A run of hot, sunny days resulted in perfect conditions for harvesting garlic. 

We waited for the bottom three leaves to die back, a sign they were ready to be pulled. We began with the German Extra-Hardy; each remaining leaf represents a layer of protective wrapper surrounding the bulb.

This wasn’t a large planting, and we plan to replace it with the Rossa di Sulmona we began acclimatizing this season.

The bulk of our planting is in Music, another hardneck garlic with large, juicy cloves and a nutty flavor. With only 4 to 5 cloves per bulb, we make sure we grow enough to have sufficient seed for the next round.

After the garlic is pulled from the ground, we strip the outermost layer in order to keep the bulbs clean and free of disease.

The third variety we grow is Phillips, another hardneck. These started out small in size but have become noticeably more robust each year.
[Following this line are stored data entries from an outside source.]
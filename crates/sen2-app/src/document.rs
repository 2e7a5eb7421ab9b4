// Rust guideline compliant 2026-10-16

//! JSON:API document encoding and decoding.

use crate::client::{Page, TransportError};
use sen2_core::{InferenceRecord, Status};
use serde_json::{json, Map, Value};

/// Media type for every request and response body.
pub const JSONAPI_MEDIA_TYPE: &str = "application/vnd.api+json";

/// To-one relationships flattened into `<name>_id` record fields.
const TO_ONE_RELATIONSHIPS: &[&str] = &["factbase", "knowledgebase"];

/// Decodes a collection document into a page.
///
/// # Errors
///
/// Returns `TransportError::Document` if `data` is not an array or a
/// resource object cannot be decoded.
pub fn page_from_document(document: &Value) -> Result<Page, TransportError> {
    let data = document
        .get("data")
        .and_then(Value::as_array)
        .ok_or_else(|| TransportError::Document("collection document has no data array".to_string()))?;

    let records = data
        .iter()
        .map(record_from_resource)
        .collect::<Result<Vec<_>, _>>()?;

    let total = document
        .get("meta")
        .and_then(|meta| meta.get("count"))
        .and_then(Value::as_u64);

    let next = document
        .get("links")
        .and_then(|links| links.get("next"))
        .and_then(Value::as_str)
        .filter(|link| !link.is_empty())
        .map(str::to_string);

    Ok(Page {
        records,
        total,
        next,
    })
}

/// Decodes one resource object into a record.
///
/// Attributes become record fields; `factbase` and `knowledgebase`
/// relationships become `factbase_id` and `knowledgebase_id` unless the
/// attributes already carry them.
///
/// # Errors
///
/// Returns `TransportError::Document` if the id is missing or not numeric,
/// or the attributes do not fit the record.
pub fn record_from_resource(resource: &Value) -> Result<InferenceRecord, TransportError> {
    let id = resource_id(resource.get("id"))
        .ok_or_else(|| TransportError::Document(format!("resource without numeric id: {}", resource)))?;

    let mut fields = match resource.get("attributes") {
        Some(Value::Object(attributes)) => attributes.clone(),
        Some(Value::Null) | None => Map::new(),
        Some(other) => {
            return Err(TransportError::Document(format!(
                "attributes of resource {} are not an object: {}",
                id, other
            )))
        }
    };
    fields.insert("id".to_string(), Value::from(id));

    for name in TO_ONE_RELATIONSHIPS {
        let key = format!("{}_id", name);
        if fields.get(&key).is_some_and(|value| !value.is_null()) {
            continue;
        }
        let related = resource
            .get("relationships")
            .and_then(|relationships| relationships.get(*name))
            .and_then(|relationship| relationship.get("data"))
            .and_then(|data| resource_id(data.get("id")));
        if let Some(related) = related {
            fields.insert(key, Value::from(related));
        }
    }

    serde_json::from_value(Value::Object(fields))
        .map_err(|e| TransportError::Document(format!("resource {}: {}", id, e)))
}

/// JSON:API ids are strings; some backends send numbers.
fn resource_id(value: Option<&Value>) -> Option<u64> {
    match value? {
        Value::String(s) => s.parse().ok(),
        Value::Number(n) => n.as_u64(),
        _ => None,
    }
}

/// Reads the id of a freshly created resource.
///
/// # Errors
///
/// Returns `TransportError::Document` if the document carries no id.
pub fn created_id(document: &Value) -> Result<u64, TransportError> {
    resource_id(document.get("data").and_then(|data| data.get("id")))
        .ok_or_else(|| TransportError::Document("created resource has no id".to_string()))
}

/// Body of a status update.
#[must_use]
pub fn status_patch(resource: &str, id: u64, status: Status) -> Value {
    json!({
        "data": {
            "type": resource,
            "id": id.to_string(),
            "attributes": { "status": status.as_str() },
        }
    })
}

/// Extracts a readable message from a JSON:API error body.
#[must_use]
pub fn error_message(body: &str) -> String {
    let details: Vec<String> = serde_json::from_str::<Value>(body)
        .ok()
        .and_then(|document| document.get("errors").and_then(Value::as_array).cloned())
        .unwrap_or_default()
        .iter()
        .filter_map(|error| {
            error
                .get("detail")
                .or_else(|| error.get("title"))
                .and_then(Value::as_str)
                .map(str::to_string)
        })
        .collect();

    if details.is_empty() {
        body.chars().take(200).collect()
    } else {
        details.join("; ")
    }
}
// Rust guideline compliant 2026-10-17

//! Output formatting module for the sen2cli CLI.
//!
//! This module renders inference listings, counts, mutation results and
//! errors as CSV, JSON or human-readable tables.

use chrono::{DateTime, Utc};
use sen2_app::{ErrorEnvelope, SessionInfo, SuccessEnvelope};
use sen2_core::InferenceRecord;
use serde_json::{json, Map, Value};
use std::io::Write;
use tabled::{builder::Builder, settings::Style};
use termcolor::{Buffer, Color, ColorSpec, WriteColor};

/// Output format selected with `--output_format`.
#[derive(Debug, Clone, Copy, PartialEq, Eq, Default, clap::ValueEnum)]
pub enum OutputFormat {
    /// Delimiter-separated values with a header row.
    #[default]
    Csv,
    /// Delimiter-separated values without a header row.
    #[value(name = "csv_no_hdr")]
    CsvNoHdr,
    /// JSON documents for machine consumption.
    Json,
    /// Aligned table for terminals.
    Table,
}

/// Output formatter trait.
///
/// Defines the interface for rendering command results in different output
/// formats. Every method returns the full text to print.
pub trait OutputFormatter {
    /// Formats inference records projected onto `id` plus `columns`.
    ///
    /// # Arguments
    /// * `records` - The records to format, in display order
    /// * `columns` - Columns to show after `id`
    fn format_records(&self, records: &[InferenceRecord], columns: &[&str]) -> String;

    /// Formats the number of matching records.
    fn format_count(&self, count: u64) -> String;

    /// Formats the ids touched by a mutating command.
    ///
    /// # Arguments
    /// * `action` - Command name, e.g. `rerun`
    /// * `ids` - Ids that were (or would be) changed
    /// * `dry_run` - Whether nothing was written
    fn format_ids(&self, action: &'static str, ids: &[u64], dry_run: bool) -> String;

    /// Formats the stored session: user, expiry and refresh window.
    fn format_session(&self, session: &SessionInfo, now: DateTime<Utc>) -> String;

    /// Formats an error for display on stderr.
    fn format_error(&self, error: &ErrorEnvelope) -> String;
}

/// Renders a JSON value as a single cell.
///
/// Strings are unquoted, `null` is empty, everything else is compact JSON.
fn cell_text(value: &Value) -> String {
    match value {
        Value::Null => String::new(),
        Value::String(text) => text.clone(),
        other => other.to_string(),
    }
}

fn past_tense(action: &str) -> &str {
    match action {
        "rerun" => "Restarted",
        "abort" => "Aborted",
        "delete" => "Deleted",
        "create" => "Created",
        _ => action,
    }
}

fn session_lines(session: &SessionInfo, now: DateTime<Utc>) -> Vec<String> {
    let status = &session.status;
    let mut lines = Vec::new();
    if !status.is_expired(now) {
        if let Some(user) = &session.username {
            lines.push(format!("Logged in as:  {}", user));
        }
        lines.push(format!("Expires at:    {}", status.expires_at));
        if let Some(until) = status.refresh_until {
            lines.push(format!("Refresh until: {}", until));
        }
    } else if status.can_refresh(now) {
        lines.push(format!("Token expired on: {}", status.expires_at));
        if let Some(until) = status.refresh_until {
            lines.push(format!("Refresh until:    {}", until));
        }
    } else {
        lines.push("Session expired.".to_string());
    }
    lines
}

/// CSV output formatter.
///
/// Fields containing the delimiter, a quote or a line break are quoted,
/// with embedded quotes doubled.
pub struct CsvFormatter {
    delimiter: char,
    header: bool,
}

impl CsvFormatter {
    /// Creates a new CSV formatter.
    ///
    /// # Arguments
    /// * `delimiter` - Field separator
    /// * `header` - Whether to emit the header row
    #[must_use]
    pub fn new(delimiter: char, header: bool) -> Self {
        Self { delimiter, header }
    }

    fn field(&self, text: &str) -> String {
        if text.contains(self.delimiter) || text.contains(['"', '\n', '\r']) {
            format!("\"{}\"", text.replace('"', "\"\""))
        } else {
            text.to_string()
        }
    }

    fn line<I>(&self, fields: I) -> String
    where
        I: IntoIterator<Item = String>,
    {
        let fields: Vec<String> = fields.into_iter().map(|f| self.field(&f)).collect();
        fields.join(&self.delimiter.to_string())
    }
}

impl OutputFormatter for CsvFormatter {
    fn format_records(&self, records: &[InferenceRecord], columns: &[&str]) -> String {
        if records.is_empty() {
            return String::new();
        }

        let mut lines = Vec::with_capacity(records.len() + 1);
        if self.header {
            lines.push(self.line(
                std::iter::once("id".to_string()).chain(columns.iter().map(|c| (*c).to_string())),
            ));
        }
        for record in records {
            lines.push(self.line(record.to_row(columns).iter().map(|(_, value)| cell_text(value))));
        }
        lines.join("\n")
    }

    fn format_count(&self, count: u64) -> String {
        count.to_string()
    }

    fn format_ids(&self, action: &'static str, ids: &[u64], dry_run: bool) -> String {
        let mut lines = Vec::with_capacity(ids.len() + 1);
        if self.header {
            lines.push(self.line(["id".to_string(), "action".to_string(), "dry_run".to_string()]));
        }
        for id in ids {
            lines.push(self.line([id.to_string(), action.to_string(), dry_run.to_string()]));
        }
        lines.join("\n")
    }

    fn format_session(&self, session: &SessionInfo, now: DateTime<Utc>) -> String {
        let status = &session.status;
        let mut lines = Vec::new();
        if self.header {
            lines.push(self.line([
                "token_file".to_string(),
                "username".to_string(),
                "expires_at".to_string(),
                "refresh_until".to_string(),
                "expired".to_string(),
            ]));
        }
        lines.push(self.line([
            session.token_file.clone(),
            session.username.clone().unwrap_or_default(),
            status.expires_at.to_rfc3339(),
            status.refresh_until.map(|t| t.to_rfc3339()).unwrap_or_default(),
            status.is_expired(now).to_string(),
        ]));
        lines.join("\n")
    }

    fn format_error(&self, error: &ErrorEnvelope) -> String {
        format!("Error: {}", error.message)
    }
}

/// JSON output formatter.
///
/// Formats results as valid JSON for machine consumption.
pub struct JsonFormatter;

impl JsonFormatter {
    fn pretty(value: &impl serde::Serialize) -> String {
        serde_json::to_string_pretty(value)
            .unwrap_or_else(|_| json!({ "error": "Failed to serialize output" }).to_string())
    }
}

impl OutputFormatter for JsonFormatter {
    fn format_records(&self, records: &[InferenceRecord], columns: &[&str]) -> String {
        let rows: Vec<Value> = records
            .iter()
            .map(|record| Value::Object(record.to_row(columns).into_iter().collect::<Map<_, _>>()))
            .collect();
        Self::pretty(&json!({
            "inferences": rows,
            "total": records.len(),
        }))
    }

    fn format_count(&self, count: u64) -> String {
        Self::pretty(&SuccessEnvelope::new("count", json!({ "count": count })))
    }

    fn format_ids(&self, action: &'static str, ids: &[u64], dry_run: bool) -> String {
        Self::pretty(&SuccessEnvelope::new(
            action,
            json!({ "ids": ids, "dry_run": dry_run }),
        ))
    }

    fn format_session(&self, session: &SessionInfo, now: DateTime<Utc>) -> String {
        let status = &session.status;
        Self::pretty(&SuccessEnvelope::new(
            "session_info",
            json!({
                "token_file": session.token_file,
                "username": session.username,
                "expires_at": status.expires_at.to_rfc3339(),
                "refresh_until": status.refresh_until.map(|t| t.to_rfc3339()),
                "expired": status.is_expired(now),
                "can_refresh": status.can_refresh(now),
            }),
        ))
    }

    fn format_error(&self, error: &ErrorEnvelope) -> String {
        Self::pretty(&error.document())
    }
}

/// Table output formatter.
///
/// Formats results as human-readable tables with colors and alignment.
pub struct TableFormatter {
    use_color: bool,
}

impl TableFormatter {
    /// Creates a new table formatter.
    ///
    /// # Arguments
    /// * `use_color` - Whether to use colored output
    #[must_use]
    pub fn new(use_color: bool) -> Self {
        Self { use_color }
    }

    fn marked(&self, mark: &str, color: Color, text: &str) -> String {
        if !self.use_color {
            return format!("{} {}", mark, text);
        }
        let mut buffer = Buffer::ansi();
        let _ = buffer.set_color(ColorSpec::new().set_fg(Some(color)).set_bold(true));
        let _ = write!(buffer, "{}", mark);
        let _ = buffer.reset();
        let _ = write!(buffer, " {}", text);
        String::from_utf8_lossy(buffer.as_slice()).to_string()
    }
}

impl OutputFormatter for TableFormatter {
    fn format_records(&self, records: &[InferenceRecord], columns: &[&str]) -> String {
        if records.is_empty() {
            return "No inferences found.".to_string();
        }

        let mut builder = Builder::default();
        builder.push_record(std::iter::once("id").chain(columns.iter().copied()));
        for record in records {
            builder.push_record(record.to_row(columns).iter().map(|(_, value)| cell_text(value)));
        }

        let mut table = builder.build();
        table.with(Style::modern());
        table.to_string()
    }

    fn format_count(&self, count: u64) -> String {
        format!("Matching inferences: {}", count)
    }

    fn format_ids(&self, action: &'static str, ids: &[u64], dry_run: bool) -> String {
        if ids.is_empty() {
            return format!("No inferences eligible for {}.", action);
        }

        let ids = ids.iter().map(u64::to_string).collect::<Vec<_>>().join(", ");
        if dry_run {
            self.marked("ℹ", Color::Cyan, &format!("Dry run, would {}: {}", action, ids))
        } else {
            self.marked("✓", Color::Green, &format!("{} inferences: {}", past_tense(action), ids))
        }
    }

    fn format_session(&self, session: &SessionInfo, now: DateTime<Utc>) -> String {
        let mut lines = vec![format!("Token file:    {}", session.token_file)];
        lines.extend(session_lines(session, now));
        lines.join("\n")
    }

    fn format_error(&self, error: &ErrorEnvelope) -> String {
        self.marked("✗", Color::Red, &format!("Error: {}", error.message))
    }
}

/// Factory function to create an appropriate formatter.
///
/// # Arguments
/// * `format` - The desired output format
/// * `use_color` - Whether to use colored output (tables only)
/// * `delimiter` - CSV field separator
///
/// # Returns
/// A boxed OutputFormatter instance
#[must_use]
pub fn create_formatter(format: OutputFormat, use_color: bool, delimiter: char) -> Box<dyn OutputFormatter> {
    match format {
        OutputFormat::Csv => Box::new(CsvFormatter::new(delimiter, true)),
        OutputFormat::CsvNoHdr => Box::new(CsvFormatter::new(delimiter, false)),
        OutputFormat::Json => Box::new(JsonFormatter),
        OutputFormat::Table => Box::new(TableFormatter::new(use_color)),
    }
}
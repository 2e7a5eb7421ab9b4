// Rust guideline compliant 2026-10-17

//! Implementation of the `sen2cli session info` command.

use crate::OutputFormatter;
use anyhow::Result;
use chrono::Utc;
use sen2_app::{session_info, TokenFile};
use sen2_core::Config;
use std::path::Path;

/// Shows who is logged in, when the stored session expires and until when
/// it can be refreshed.
///
/// # Errors
///
/// Returns an error if the token file is missing or invalid.
pub fn execute_info(
    config: &Config,
    token_file: &Path,
    formatter: &dyn OutputFormatter,
) -> Result<String> {
    let session = session_info(config, &TokenFile::new(token_file), Utc::now())?;
    Ok(formatter.format_session(&session, Utc::now()))
}
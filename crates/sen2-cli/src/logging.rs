// Rust guideline compliant 2026-10-17

//! Diagnostic logging setup.

use crate::terminal::stderr_is_terminal;
use std::fs::OpenOptions;
use std::path::Path;
use tracing::Level;
use tracing_appender::non_blocking::WorkerGuard;
use tracing_subscriber::fmt;

/// Maps the `-v` count to a log level: none ERROR, 1 WARN, 2 INFO, 3+ DEBUG.
#[must_use]
pub fn level_for_verbosity(verbose: u8) -> Level {
    match verbose {
        0 => Level::ERROR,
        1 => Level::WARN,
        2 => Level::INFO,
        _ => Level::DEBUG,
    }
}

/// Installs the global subscriber, writing JSON lines to `log_file` or text
/// to stderr.
///
/// The returned guard flushes the file writer on drop and must be held
/// until the process exits.
///
/// # Errors
///
/// Returns an error if the log file cannot be opened.
pub fn init_tracing(verbose: u8, log_file: Option<&Path>) -> std::io::Result<Option<WorkerGuard>> {
    let level = level_for_verbosity(verbose);

    if let Some(path) = log_file {
        let file = OpenOptions::new().create(true).write(true).truncate(true).open(path)?;
        let (writer, guard) = tracing_appender::non_blocking(file);
        let subscriber = fmt()
            .with_max_level(level)
            .with_target(false)
            .json()
            .with_writer(writer)
            .finish();
        let _ = tracing::subscriber::set_global_default(subscriber);
        return Ok(Some(guard));
    }

    let subscriber = fmt()
        .with_max_level(level)
        .with_target(false)
        .with_ansi(stderr_is_terminal())
        .with_writer(std::io::stderr)
        .finish();
    let _ = tracing::subscriber::set_global_default(subscriber);
    Ok(None)
}
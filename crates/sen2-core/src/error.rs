// Rust guideline compliant 2026-10-14

//! Error types for the sen2cli core library.

use thiserror::Error;

/// Result type alias for core operations.
pub type Result<T> = std::result::Result<T, Error>;

/// Error types for core operations.
#[derive(Debug, Error)]
pub enum Error {
    /// IO error occurred.
    #[error("IO error: {0}")]
    Io(#[from] std::io::Error),

    /// JSON serialization/deserialization error.
    #[error("JSON error: {0}")]
    Json(#[from] serde_json::Error),

    /// Caller input failed validation before any remote call was made.
    #[error("Validation error: {0}")]
    Validation(String),

    /// Status text that does not name a known inference status.
    #[error("Invalid status: {0}")]
    InvalidStatus(String),

    /// Invalid configuration file or override.
    #[error("Invalid configuration: {0}")]
    Config(String),
}
// Rust guideline compliant 2026-10-17

//! Filter, sort and paging options shared by the `inference` subcommands.

use sen2_core::{
    build_predicate, combine, compose_query, FilterExpression, FilterInput, FilterRequirement,
    QuerySpec, Result, Status,
};
use serde_json::Value;

/// Record filters. Values of one option are OR-ed, options are AND-ed.
#[derive(Debug, Clone, Default, clap::Args)]
pub struct FilterArgs {
    /// Filter for inference ID
    #[arg(long = "id", value_name = "ID")]
    pub id: Vec<i64>,

    /// Filter for factbase ID
    #[arg(long = "factbase_id", value_name = "ID")]
    pub factbase_id: Vec<i64>,

    /// Filter for model (knowledgebase) ID
    #[arg(long = "knowledgebase_id", value_name = "ID")]
    pub knowledgebase_id: Vec<i64>,

    /// Filter for status
    #[arg(long, value_parser = parse_status)]
    pub status: Vec<Status>,

    /// Filter any attribute, e.g. owner='"alice"' or comment='["a","b"]'
    #[arg(long = "filter", value_name = "NAME=JSON", value_parser = parse_field_filter)]
    pub filter: Vec<(String, Value)>,

    /// Appended to the query string, for filters the options above cannot express
    #[arg(long = "raw_modifier", value_name = "QUERY")]
    pub raw_modifier: Option<String>,
}

impl FilterArgs {
    /// Builds the filter expression for these options.
    ///
    /// # Errors
    ///
    /// Returns a validation error if `requirement` is `Required` and no
    /// filter option was given, or a generic filter mixes value types.
    pub fn expression(&self, requirement: FilterRequirement) -> Result<FilterExpression> {
        let mut predicates = vec![
            build_predicate("id", self.id.clone())?,
            build_predicate("factbase_id", self.factbase_id.clone())?,
            build_predicate("knowledgebase_id", self.knowledgebase_id.clone())?,
            build_predicate("status", self.status.clone())?,
        ];
        for (name, value) in &self.filter {
            predicates.push(build_predicate(name, FilterInput::from_json(value))?);
        }
        combine(predicates, requirement)
    }
}

/// Sort and paging options.
#[derive(Debug, Clone, clap::Args)]
pub struct QueryArgs {
    /// Columns to sort by, `-` for descending. Example: owner,-knowledgebase_id
    #[arg(long, default_value = "-id")]
    pub sort: String,

    /// Number of records per page
    #[arg(long = "page_size")]
    pub page_size: Option<u32>,

    /// Fetch only this page; 0 fetches all pages
    #[arg(long = "page_number", default_value_t = 0)]
    pub page_number: i64,
}

impl Default for QueryArgs {
    fn default() -> Self {
        Self {
            sort: "-id".to_string(),
            page_size: None,
            page_number: 0,
        }
    }
}

impl QueryArgs {
    /// Combines these options with the filters into one query.
    ///
    /// # Errors
    ///
    /// Returns the error of [`FilterArgs::expression`].
    pub fn compose(
        &self,
        filters: &FilterArgs,
        requirement: FilterRequirement,
    ) -> Result<QuerySpec> {
        Ok(compose_query(
            filters.expression(requirement)?,
            Some(self.sort.clone()),
            filters.raw_modifier.clone(),
            self.page_size,
            Some(self.page_number),
        ))
    }
}

fn parse_status(value: &str) -> std::result::Result<Status, String> {
    value.parse::<Status>().map_err(|e| e.to_string())
}

/// Parses `NAME=JSON`; a value that is not JSON is taken as a string.
fn parse_field_filter(value: &str) -> std::result::Result<(String, Value), String> {
    let (name, raw) = value
        .split_once('=')
        .ok_or_else(|| format!("expected NAME=JSON, got '{}'", value))?;
    let name = name.trim();
    if name.is_empty() {
        return Err(format!("missing field name in '{}'", value));
    }
    let parsed = serde_json::from_str(raw).unwrap_or_else(|_| Value::String(raw.to_string()));
    Ok((name.to_string(), parsed))
}
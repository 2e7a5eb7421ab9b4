// Rust guideline compliant 2026-10-17

//! Command implementations for the sen2cli CLI.
//!
//! Each command returns the rendered text to print; the binary decides
//! where it goes.

pub mod create;
pub mod filters;
pub mod list;
pub mod session;
pub mod update;

use sen2_app::{AppError, JsonApiClient, TokenFile, TokenProvider};
use sen2_core::Config;
use std::path::Path;
use std::time::Duration;

/// Opens a backend session authorized with the token stored in `token_file`.
///
/// # Errors
///
/// Returns `AppError::Auth` if the token is missing, invalid or expired.
pub fn connect(config: &Config, token_file: &Path) -> Result<JsonApiClient, AppError> {
    let bearer = TokenFile::new(token_file).bearer()?;
    tracing::debug!(api = %config.api_base_url, "opening backend session");
    Ok(JsonApiClient::new(
        &config.api_base_url,
        &bearer,
        Duration::from_secs(config.request_timeout_secs),
    ))
}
Each bulb is stripped and cleaned, then left outside for the rest of the day to begin curing. They’re then brought inside to finish curing in a warm, dry area.

After a week of curing inside on screens, the garlic wrappers have all begun to turn lavender and pink.

The Rossa di Sulmona was at a disadvantage by being started in an unprepared bed. Once it’s transferred to the main garden, it should catch up in size with the other varieties once it’s established in a year or two.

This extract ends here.